• **Task**
For this exercise, please find the lines in the entries that include the word "URLs" and copy them.

── Source information

//! Command-line interface definitions for newsgather.
//!
//! This module defines the CLI arguments and subcommands using the `clap`
//! crate, plus the parser that turns a `--sources` string into the set of
//! source adapters to invoke.

use clap::{Parser, Subcommand};
use newsgather::SourceId;
use std::collections::HashSet;
use std::error::Error;

/// Command-line arguments for the newsgather application.
///
/// # Examples
///
/// ```sh
/// # Front page: everything from the last week, ranked
/// newsgather search
///
/// # Keyword search over two sources, last two days, as JSON
/// newsgather search -k "ai, llm" -d 2 --sources hackernews,reddit --json
///
/// # Pull readable text from an article URL
/// newsgather extract https://example.com/story
/// ```
#[derive(Parser, Debug)]
#[command(author, version, about)]
pub struct Cli {
    #[command(subcommand)]
    pub command: Command,
}

#[derive(Subcommand, Debug)]
pub enum Command {
    /// Fetch, filter, and rank articles from the selected sources
    Search {
        /// Comma-separated keywords; blank matches every title
        #[arg(short, long, default_value = "")]
        keywords: String,

        /// How many days back timestamped articles may reach
        #[arg(short, long, default_value_t = 7)]
        days: i64,

        /// Comma-separated sources, or "all" (hackernews, reddit, techcrunch, venturebeat)
        #[arg(short, long, default_value = "all")]
        sources: String,

        /// Print at most this many articles
        #[arg(short, long, default_value_t = 20)]
        limit: usize,

        /// Emit the results as pretty-printed JSON instead of text
        #[arg(long)]
        json: bool,
    },

    /// Fetch a URL and print its readable article text
    Extract {
        /// Article URL to pull text from
        url: String,
    },

    /// List the supported sources and their names
    Sources,
}

/// Parse a `--sources` value into the set of sources to invoke.
///
/// Accepts `all` or a comma-separated list of source names (the short
/// aliases `hn`, `tc`, and `vb` work too). Unknown names are an error
/// rather than being silently dropped.
pub fn parse_sources(raw: &str) -> Result<HashSet<SourceId>, Box<dyn Error>> {
    if raw.trim().eq_ignore_ascii_case("all") {
        return Ok(SourceId::ALL.into_iter().collect());
    }
    let mut selected = HashSet::new();
    for token in raw.split(',') {
        let token = token.trim();
        if token.is_empty() {
            continue;
        }
        selected.insert(token.parse::<SourceId>()?);
    }
    Ok(selected)
}
//! Best-effort extraction of an article's main text from its page.
//!
//! The extractor never fails: bad URLs, transport errors, hostile status
//! codes, and unrecognizable markup all degrade to an empty string. Parsing
//! looks for a main-content container first (`article`, common content
//! class fragments, then `main`) and joins its paragraph text; pages with
//! no recognizable container fall back to the first few paragraphs found
//! anywhere outside the page chrome.

use crate::http::get_as_browser;
use once_cell::sync::Lazy;
use reqwest::Client;
use scraper::{ElementRef, Html, Selector};
use std::time::Duration;
use tracing::{debug, info, instrument, warn};

/// Upper bound on returned content, in characters.
const CONTENT_CAP: usize = 5000;
/// Paragraphs taken in the page-wide fallback scan.
const FALLBACK_PARAGRAPHS: usize = 15;
const FETCH_TIMEOUT: Duration = Duration::from_secs(15);

/// Page chrome whose text never belongs to the article body.
const NOISE_TAGS: [&str; 6] = ["script", "style", "nav", "footer", "aside", "header"];

/// Main-content container lookups in preference order.
static CONTENT_SELECTORS: Lazy<Vec<Selector>> = Lazy::new(|| {
    [
        "article",
        r#"[class*="article-content"]"#,
        r#"[class*="post-content"]"#,
        r#"[class*="entry-content"]"#,
        r#"[class*="story-body"]"#,
        "main",
    ]
    .iter()
    .map(|selector| Selector::parse(selector).unwrap())
    .collect()
});
static PARAGRAPH_SELECTOR: Lazy<Selector> = Lazy::new(|| Selector::parse("p").unwrap());

/// Fetch a page and extract its main article text.
///
/// Returns an empty string for blank URLs, failed requests, non-success
/// statuses, and pages where no text can be found. Never returns an error.
#[instrument(level = "info", skip_all, fields(%url))]
pub async fn extract_article_content(url: &str) -> String {
    if url.trim().is_empty() {
        debug!("Blank URL; nothing to extract");
        return String::new();
    }

    let client = Client::new();
    let response = match get_as_browser(&client, url, FETCH_TIMEOUT).await {
        Ok(response) => response,
        Err(e) => {
            warn!(error = %e, "Article fetch failed");
            return String::new();
        }
    };
    if !response.status().is_success() {
        warn!(status = %response.status(), "Article page unavailable");
        return String::new();
    }
    let body = match response.text().await {
        Ok(body) => body,
        Err(e) => {
            warn!(error = %e, "Article body unreadable");
            return String::new();
        }
    };

    let content = extract_from_html(&body);
    info!(chars = content.chars().count(), "Extracted article content");
    content
}

/// Pull article text out of already-fetched HTML.
///
/// The first container matched by [`CONTENT_SELECTORS`] that sits outside
/// the page chrome wins; when it holds no paragraph text, or no container
/// matches, the page-wide fallback takes the first
/// [`FALLBACK_PARAGRAPHS`] paragraphs instead.
pub(crate) fn extract_from_html(html: &str) -> String {
    let document = Html::parse_document(html);

    for selector in CONTENT_SELECTORS.iter() {
        let container = document
            .select(selector)
            .find(|candidate| !inside_noise(*candidate));
        if let Some(container) = container {
            let text = joined_paragraph_text(
                container
                    .select(&PARAGRAPH_SELECTOR)
                    .filter(|p| !inside_noise(*p)),
            );
            if !text.is_empty() {
                return cap(&text);
            }
            // The container matched but held no paragraph text; scan the
            // whole page instead of trying weaker selectors.
            break;
        }
    }

    let text = joined_paragraph_text(
        document
            .select(&PARAGRAPH_SELECTOR)
            .filter(|p| !inside_noise(*p))
            .take(FALLBACK_PARAGRAPHS),
    );
    cap(&text)
}

/// Join the normalized text of each non-empty paragraph with single spaces.
fn joined_paragraph_text<'a>(paragraphs: impl Iterator<Item = ElementRef<'a>>) -> String {
    let mut parts: Vec<String> = Vec::new();
    for paragraph in paragraphs {
        let text = paragraph_text(paragraph);
        if !text.is_empty() {
            parts.push(text);
        }
    }
    parts.join(" ")
}

/// Whitespace-collapsed text of one paragraph, noise descendants excluded.
fn paragraph_text(paragraph: ElementRef) -> String {
    let mut raw = String::new();
    collect_text(paragraph, &mut raw);
    raw.split_whitespace().collect::<Vec<_>>().join(" ")
}

fn collect_text(element: ElementRef, out: &mut String) {
    for child in element.children() {
        if let Some(child_element) = ElementRef::wrap(child) {
            if !is_noise(child_element) {
                collect_text(child_element, out);
            }
        } else if let Some(text) = child.value().as_text() {
            out.push_str(text);
        }
    }
}

fn is_noise(element: ElementRef) -> bool {
    NOISE_TAGS.contains(&element.value().name())
}

/// Whether any ancestor is a chrome element.
fn inside_noise(element: ElementRef) -> bool {
    element.ancestors().filter_map(ElementRef::wrap).any(is_noise)
}

fn cap(text: &str) -> String {
    text.chars().take(CONTENT_CAP).collect()
}
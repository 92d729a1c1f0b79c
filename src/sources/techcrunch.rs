//! TechCrunch source adapter.
//!
//! Reads the public RSS feed and normalizes its entries. The feed carries
//! no engagement metrics, so every item gets a fixed placeholder score and
//! a zero comment count; publication dates come from `pubDate` when that
//! parses as RFC 2822, otherwise today's date stands in and the item is
//! never excluded by the time window.

use crate::http::get_as_browser;
use crate::models::{Article, SearchFilter, SourceId, format_date, today};
use chrono::{DateTime, Utc};
use quick_xml::Reader;
use quick_xml::escape::resolve_predefined_entity;
use quick_xml::events::Event;
use reqwest::Client;
use std::error::Error;
use std::time::Duration;
use tracing::{info, instrument, warn};

const DEFAULT_FEED_URL: &str = "https://techcrunch.com/feed/";
/// Feed entries examined per call; anything past this is ignored.
const ITEM_LIMIT: usize = 30;
/// The feed exposes no vote counts; every item gets this score.
const DEFAULT_SCORE: i64 = 100;
const FEED_TIMEOUT: Duration = Duration::from_secs(15);

/// Which child of the current `<item>` is being accumulated.
#[derive(Clone, Copy)]
enum Field {
    None,
    Title,
    Link,
    PubDate,
}

/// Fetches and parses the TechCrunch RSS feed.
pub struct TechCrunchSource {
    client: Client,
    feed_url: String,
}

impl Default for TechCrunchSource {
    fn default() -> Self {
        Self::with_feed_url(DEFAULT_FEED_URL)
    }
}

impl TechCrunchSource {
    pub fn new() -> Self {
        Self::default()
    }

    /// Read a different feed URL. Tests use this with a local mock server.
    pub fn with_feed_url(feed_url: impl Into<String>) -> Self {
        TechCrunchSource {
            client: Client::new(),
            feed_url: feed_url.into(),
        }
    }

    /// Download the feed and normalize its entries.
    ///
    /// A non-success status is treated as "nothing published", not an
    /// error; transport failures and mangled XML propagate.
    #[instrument(level = "info", skip_all)]
    pub async fn fetch(&self, filter: &SearchFilter) -> Result<Vec<Article>, Box<dyn Error>> {
        let response = get_as_browser(&self.client, &self.feed_url, FEED_TIMEOUT).await?;
        if !response.status().is_success() {
            warn!(status = %response.status(), "Feed unavailable");
            return Ok(Vec::new());
        }
        let body = response.text().await?;
        let articles = parse_feed(&body, filter)?;
        info!(count = articles.len(), "Collected TechCrunch items");
        Ok(articles)
    }
}

/// Parse an RSS document into articles, honoring the filter.
///
/// Walks the XML event stream tracking `<item>` boundaries and accumulating
/// `title`, `link`, and `pubDate` text, CDATA included. Only the first
/// [`ITEM_LIMIT`] items are examined.
pub(crate) fn parse_feed(
    xml: &str,
    filter: &SearchFilter,
) -> Result<Vec<Article>, quick_xml::Error> {
    // Text inside an element can arrive in several runs split by entity
    // references or comments. Keep inter-run whitespace; `build_item`
    // trims the ends.
    let mut reader = Reader::from_str(xml);
    reader.config_mut().trim_text(false);

    let mut articles = Vec::new();
    let mut in_item = false;
    let mut field = Field::None;
    let mut title = String::new();
    let mut link = String::new();
    let mut pub_date = String::new();
    let mut items_seen = 0usize;

    loop {
        match reader.read_event() {
            Ok(Event::Start(e)) => match e.name().as_ref() {
                b"item" => {
                    in_item = true;
                    field = Field::None;
                    title.clear();
                    link.clear();
                    pub_date.clear();
                }
                b"title" if in_item => field = Field::Title,
                b"link" if in_item => field = Field::Link,
                b"pubDate" if in_item => field = Field::PubDate,
                _ => field = Field::None,
            },
            Ok(Event::End(e)) => {
                if e.name().as_ref() == b"item" && in_item {
                    in_item = false;
                    items_seen += 1;
                    if let Some(article) = build_item(&title, &link, &pub_date, filter) {
                        articles.push(article);
                    }
                    if items_seen >= ITEM_LIMIT {
                        break;
                    }
                }
                field = Field::None;
            }
            Ok(Event::Text(e)) => {
                if in_item {
                    let text = e.decode().unwrap_or_default();
                    match field {
                        Field::Title => title.push_str(&text),
                        Field::Link => link.push_str(&text),
                        Field::PubDate => pub_date.push_str(&text),
                        Field::None => {}
                    }
                }
            }
            // Entity references arrive as their own events, split out of the
            // surrounding text runs. Unknown entities are kept verbatim.
            Ok(Event::GeneralRef(e)) => {
                if in_item {
                    let text = match e.resolve_char_ref()? {
                        Some(ch) => ch.to_string(),
                        None => {
                            let name = e.decode()?;
                            match resolve_predefined_entity(&name) {
                                Some(resolved) => resolved.to_string(),
                                None => format!("&{name};"),
                            }
                        }
                    };
                    match field {
                        Field::Title => title.push_str(&text),
                        Field::Link => link.push_str(&text),
                        Field::PubDate => pub_date.push_str(&text),
                        Field::None => {}
                    }
                }
            }
            Ok(Event::CData(e)) => {
                if in_item {
                    let text = String::from_utf8_lossy(&e.into_inner()).into_owned();
                    match field {
                        Field::Title => title.push_str(&text),
                        Field::Link => link.push_str(&text),
                        Field::PubDate => pub_date.push_str(&text),
                        Field::None => {}
                    }
                }
            }
            Ok(Event::Eof) => break,
            Err(e) => return Err(e),
            _ => {}
        }
    }

    Ok(articles)
}

/// Build one article from accumulated item fields, or skip it.
fn build_item(title: &str, link: &str, pub_date: &str, filter: &SearchFilter) -> Option<Article> {
    let title = title.trim();
    let link = link.trim();
    let pub_date = pub_date.trim();
    if title.is_empty() || link.is_empty() {
        return None;
    }

    // An unparseable or absent pubDate falls back to today and is never
    // excluded by the window.
    let mut date = today();
    if !pub_date.is_empty() {
        if let Ok(published) = DateTime::parse_from_rfc2822(pub_date) {
            let published = published.with_timezone(&Utc);
            if !filter.includes(published) {
                return None;
            }
            date = format_date(published);
        }
    }

    if !filter.matches_title(title) {
        return None;
    }

    Some(Article {
        title: title.to_string(),
        url: link.to_string(),
        source: SourceId::TechCrunch.label().to_string(),
        score: DEFAULT_SCORE,
        date,
        comments: 0,
    })
}
//! Reddit source adapter.
//!
//! Pulls top-of-week posts from a fixed set of technology communities via
//! the unauthenticated JSON listing endpoint. Communities are fetched one
//! after another with a short pause in between; a community that fails
//! (private, banned, renamed) is logged and never hides the others.
//!
//! The `t=week` listing window is the time bound here. The caller's day
//! window is not applied on top of it, so a narrower timeframe does not
//! narrow Reddit results.

use crate::http::get_as_browser;
use crate::models::{Article, SearchFilter, format_date, today};
use chrono::DateTime;
use reqwest::Client;
use serde::Deserialize;
use std::error::Error;
use std::time::Duration;
use tokio::time::sleep;
use tracing::{debug, info, instrument, warn};

const DEFAULT_BASE_URL: &str = "https://www.reddit.com";
/// Communities scanned on every call.
const COMMUNITIES: [&str; 4] = ["artificial", "technology", "machinelearning", "OpenAI"];
const POSTS_PER_COMMUNITY: u32 = 25;
const REQUEST_TIMEOUT: Duration = Duration::from_secs(10);
/// Pause between community requests.
const DEFAULT_PAUSE: Duration = Duration::from_secs(1);

#[derive(Debug, Deserialize)]
struct Listing {
    data: ListingData,
}

#[derive(Debug, Deserialize)]
struct ListingData {
    children: Vec<Child>,
}

#[derive(Debug, Deserialize)]
struct Child {
    data: Post,
}

/// One post record. `created_utc` arrives as a float in the wire format.
#[derive(Debug, Deserialize)]
struct Post {
    title: Option<String>,
    url: Option<String>,
    score: Option<i64>,
    num_comments: Option<i64>,
    created_utc: Option<f64>,
}

/// Fetches top-of-week posts from the configured Reddit communities.
pub struct RedditSource {
    client: Client,
    base_url: String,
    pause: Duration,
}

impl Default for RedditSource {
    fn default() -> Self {
        Self::with_base_url(DEFAULT_BASE_URL)
    }
}

impl RedditSource {
    pub fn new() -> Self {
        Self::default()
    }

    /// Point the adapter at a different host. Tests use this with a local
    /// mock server.
    pub fn with_base_url(base_url: impl Into<String>) -> Self {
        RedditSource {
            client: Client::new(),
            base_url: base_url.into(),
            pause: DEFAULT_PAUSE,
        }
    }

    /// Adjust the pause between community requests. Tests set it to zero.
    pub fn with_pause(mut self, pause: Duration) -> Self {
        self.pause = pause;
        self
    }

    /// Fetch, filter, and normalize posts from every community.
    ///
    /// Always returns `Ok`: each community's failure is contained inside
    /// the loop, so partial outages yield partial results.
    #[instrument(level = "info", skip_all)]
    pub async fn fetch(&self, filter: &SearchFilter) -> Result<Vec<Article>, Box<dyn Error>> {
        let mut articles = Vec::new();
        for (i, community) in COMMUNITIES.iter().enumerate() {
            match self.fetch_community(community, filter).await {
                Ok(mut batch) => {
                    debug!(community, count = batch.len(), "Collected community posts");
                    articles.append(&mut batch);
                }
                Err(e) => {
                    warn!(community, error = %e, "Community fetch failed; continuing");
                }
            }
            if i + 1 < COMMUNITIES.len() && !self.pause.is_zero() {
                sleep(self.pause).await;
            }
        }
        info!(count = articles.len(), "Collected Reddit posts");
        Ok(articles)
    }

    async fn fetch_community(
        &self,
        community: &str,
        filter: &SearchFilter,
    ) -> Result<Vec<Article>, Box<dyn Error>> {
        let url = format!(
            "{}/r/{}/top/.json?t=week&limit={}",
            self.base_url, community, POSTS_PER_COMMUNITY
        );
        let response = get_as_browser(&self.client, &url, REQUEST_TIMEOUT).await?;
        if !response.status().is_success() {
            warn!(community, status = %response.status(), "Community listing unavailable");
            return Ok(Vec::new());
        }
        let listing: Listing = response.json().await?;

        let mut articles = Vec::new();
        for child in listing.data.children {
            let post = child.data;
            let title = match post.title {
                Some(t) if !t.is_empty() => t,
                _ => continue,
            };
            if !filter.matches_title(&title) {
                continue;
            }
            let posted = DateTime::from_timestamp(post.created_utc.unwrap_or(0.0) as i64, 0);
            articles.push(Article {
                title,
                url: post.url.unwrap_or_default(),
                source: format!("Reddit r/{community}"),
                score: post.score.unwrap_or(0),
                date: posted.map(format_date).unwrap_or_else(today),
                comments: post.num_comments.unwrap_or(0),
            });
        }
        Ok(articles)
    }
}

#[cfg(test)]
mod tests {
    use super::*;
    use serde_json::json;

    fn listing_body(posts: &[serde_json::Value]) -> String {
        json!({
            "data": {
                "children": posts
                    .iter()
                    .map(|p| json!({ "data": p }))
                    .collect::<Vec<_>>()
            }
        })
        .to_string()
    }

    fn post(title: &str, score: i64, comments: i64) -> serde_json::Value {
        json!({
            "title": title,
            "url": format!("https://reddit.example/{}", title.replace(' ', "_")),
            "score": score,
            "num_comments": comments,
            "created_utc": 1_700_000_000.0
        })
    }

    fn mock_community(
        server: &mut mockito::ServerGuard,
        community: &str,
        body: String,
    ) -> mockito::Mock {
        server
            .mock("GET", format!("/r/{community}/top/.json").as_str())
            .match_query(mockito::Matcher::Any)
            .with_body(body)
    }

    #[tokio::test]
    async fn test_fetch_labels_posts_per_community() {
        let mut server = mockito::Server::new_async().await;
        mock_community(
            &mut server,
            "artificial",
            listing_body(&[post("GPT-5 rumors intensify", 4200, 318)]),
        )
        .create_async()
        .await;
        mock_community(
            &mut server,
            "technology",
            listing_body(&[post("Chip shortage easing", 950, 120)]),
        )
        .create_async()
        .await;
        mock_community(&mut server, "machinelearning", listing_body(&[]))
            .create_async()
            .await;
        mock_community(&mut server, "OpenAI", listing_body(&[]))
            .create_async()
            .await;

        let source =
            RedditSource::with_base_url(server.url()).with_pause(Duration::ZERO);
        let filter = SearchFilter::new("", 7);
        let articles = source.fetch(&filter).await.unwrap();

        assert_eq!(articles.len(), 2);
        assert_eq!(articles[0].source, "Reddit r/artificial");
        assert_eq!(articles[0].score, 4200);
        assert_eq!(articles[0].comments, 318);
        assert_eq!(articles[0].date, "2023-11-14");
        assert_eq!(articles[1].source, "Reddit r/technology");
    }

    #[tokio::test]
    async fn test_fetch_isolates_failing_community() {
        let mut server = mockito::Server::new_async().await;
        mock_community(
            &mut server,
            "artificial",
            listing_body(&[post("Agents everywhere", 500, 60)]),
        )
        .create_async()
        .await;
        // r/technology is gone; the rest still answer.
        server
            .mock("GET", "/r/technology/top/.json")
            .match_query(mockito::Matcher::Any)
            .with_status(404)
            .create_async()
            .await;
        mock_community(&mut server, "machinelearning", listing_body(&[]))
            .create_async()
            .await;
        mock_community(
            &mut server,
            "OpenAI",
            listing_body(&[post("New model card posted", 800, 45)]),
        )
        .create_async()
        .await;

        let source =
            RedditSource::with_base_url(server.url()).with_pause(Duration::ZERO);
        let filter = SearchFilter::new("", 7);
        let articles = source.fetch(&filter).await.unwrap();

        assert_eq!(articles.len(), 2);
        assert_eq!(articles[0].source, "Reddit r/artificial");
        assert_eq!(articles[1].source, "Reddit r/OpenAI");
    }

    #[tokio::test]
    async fn test_fetch_applies_keyword_filter_and_skips_blank_titles() {
        let mut server = mockito::Server::new_async().await;
        mock_community(
            &mut server,
            "artificial",
            listing_body(&[
                post("New AI benchmark results", 300, 20),
                post("Unrelated hardware post", 900, 10),
                json!({ "title": "", "score": 50 }),
            ]),
        )
        .create_async()
        .await;
        for community in ["technology", "machinelearning", "OpenAI"] {
            mock_community(&mut server, community, listing_body(&[]))
                .create_async()
                .await;
        }

        let source =
            RedditSource::with_base_url(server.url()).with_pause(Duration::ZERO);
        let filter = SearchFilter::new("ai", 7);
        let articles = source.fetch(&filter).await.unwrap();

        assert_eq!(articles.len(), 1);
        assert_eq!(articles[0].title, "New AI benchmark results");
    }

    #[tokio::test]
    async fn test_fetch_defaults_missing_fields() {
        let mut server = mockito::Server::new_async().await;
        mock_community(
            &mut server,
            "artificial",
            listing_body(&[json!({ "title": "Sparse record" })]),
        )
        .create_async()
        .await;
        for community in ["technology", "machinelearning", "OpenAI"] {
            mock_community(&mut server, community, listing_body(&[]))
                .create_async()
                .await;
        }

        let source =
            RedditSource::with_base_url(server.url()).with_pause(Duration::ZERO);
        let filter = SearchFilter::new("", 7);
        let articles = source.fetch(&filter).await.unwrap();

        assert_eq!(articles.len(), 1);
        assert_eq!(articles[0].url, "");
        assert_eq!(articles[0].score, 0);
        assert_eq!(articles[0].comments, 0);
        assert_eq!(articles[0].date, "1970-01-01");
    }
}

────

• **Solution for this problem**
//! The extractor never fails: bad URLs, transport errors, hostile status
/// Returns an empty string for blank URLs, failed requests, non-success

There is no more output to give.